Meet the 2016 Laureate Award Winners: David S. Cooper, MD

Cooper, David

Outstanding Scholarly Physician Award
David S. Cooper, MD
Johns Hopkins University School of Medicine
David S. Cooper, MD, professor of medicine and radiology at the Johns Hopkins University School of Medicine, is the winner of the Endocrine Society’s Outstanding Scholarly Physician Award for 2016. This annual award recognizes outstanding contributions to the practice of clinical endocrinology in an academic setting.

Dr. Cooper is internationally known in the thyroid and endocrine community for his work treating Graves’ disease and subclinical thyroid disease, and various aspects of the diagnosis and management of thyroid cancer. He was the Chair of the American Thyroid Association Guideline Committee on Thyroid Nodules and Thyroid Cancer in 2009, which has become one of the most highly cited recent publications in endocrinology. He is the former chairman of the Endocrinology, Diabetes, and Metabolism Subspecialty Board of the American Board of Internal Medicine. He has served as a contributing editor at the Journal of the American Medical Association, Deputy Editor of The Journal of Clinical Endocrinology & Metabolism, and he is currently endocrine editor-in-chief for Up-to-Date, and the endocrine board review chair for the Society’s Clinical Endocrinology Update.

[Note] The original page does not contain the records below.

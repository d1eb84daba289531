//! Infrastructure layer - External service implementations

pub mod audit;
pub mod embedding;
pub mod index;
pub mod llm;
pub mod logging;
pub mod observability;
pub mod services;
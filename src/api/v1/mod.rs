//! v1 API endpoints

pub mod query;

use axum::{routing::post, Router};

use super::state::AppState;

/// Create v1 API router
pub fn create_v1_router() -> Router<AppState> {
    Router::new().route("/query", post(query::adjudicate_query))
}
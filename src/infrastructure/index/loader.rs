//! Corpus loading from the pre-built JSON collection

use std::path::Path;

use tracing::{info, warn};

use super::SimilarityIndex;
use crate::domain::corpus::EmbeddedFragment;
use crate::domain::DomainError;

/// Read a JSON array of fragments from `path`.
///
/// Fragments without an embedding are dropped.
pub async fn load_fragments(path: &Path) -> Result<Vec<EmbeddedFragment>, DomainError> {
    let raw = tokio::fs::read_to_string(path).await.map_err(|e| {
        DomainError::corpus(format!("Failed to read {}: {}", path.display(), e))
    })?;

    let fragments: Vec<EmbeddedFragment> = serde_json::from_str(&raw).map_err(|e| {
        DomainError::corpus(format!("Failed to parse {}: {}", path.display(), e))
    })?;

    let total = fragments.len();
    let fragments: Vec<EmbeddedFragment> = fragments
        .into_iter()
        .filter(|f| !f.embedding.is_empty())
        .collect();

    if fragments.len() < total {
        warn!(
            dropped = total - fragments.len(),
            "Dropped corpus fragments without embeddings"
        );
    }

    if let Some(first) = fragments.first() {
        let dimensions = first.dimensions();
        let mismatched = fragments
            .iter()
            .filter(|f| f.dimensions() != dimensions)
            .count();

        if mismatched > 0 {
            warn!(
                mismatched,
                dimensions, "Corpus fragments with inconsistent embedding dimensions will score 0"
            );
        }
    }

    Ok(fragments)
}

/// Build the index from `path`, starting empty if the corpus cannot be loaded.
///
/// An empty index keeps the service available; every retrieval then yields no
/// evidence.
pub async fn load_index_or_empty(path: &Path) -> SimilarityIndex {
    match load_fragments(path).await {
        Ok(fragments) => {
            info!(
                path = %path.display(),
                fragments = fragments.len(),
                "Corpus loaded"
            );
            SimilarityIndex::new(fragments)
        }
        Err(e) => {
            warn!(error = %e, "Starting with an empty similarity index");
            SimilarityIndex::empty()
        }
    }
}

Most recently, along with Lewis Braverman, MD, David became the newest editor of the iconic thyroid text, Werner’s The Thyroid. David is perhaps best known as a clear thinker, a lucid lecturer and educator, and a scholarly clinician. He is one of those rare physicians who has successfully crossed back and forth on a daily basis between his patient care responsibilities and his commitment to the medical education of residents, fellows in endocrinology, and his colleagues and peers. David could just as readily deserve an award in education on the basis of his years of selfless dedication to medical education, and his deep involvement in development of educational tools and self-assessment. His numerous publications as author or co-author are highly cited, many of which are classics in the field. It is easy to acknowledge that David’s long history of scholarly pursuits and accomplishments have rendered him the consummate clinician-scholar, a true role model for both his peers and his trainees, and highly deserving of the Society’s Outstanding Scholarly Physician Award.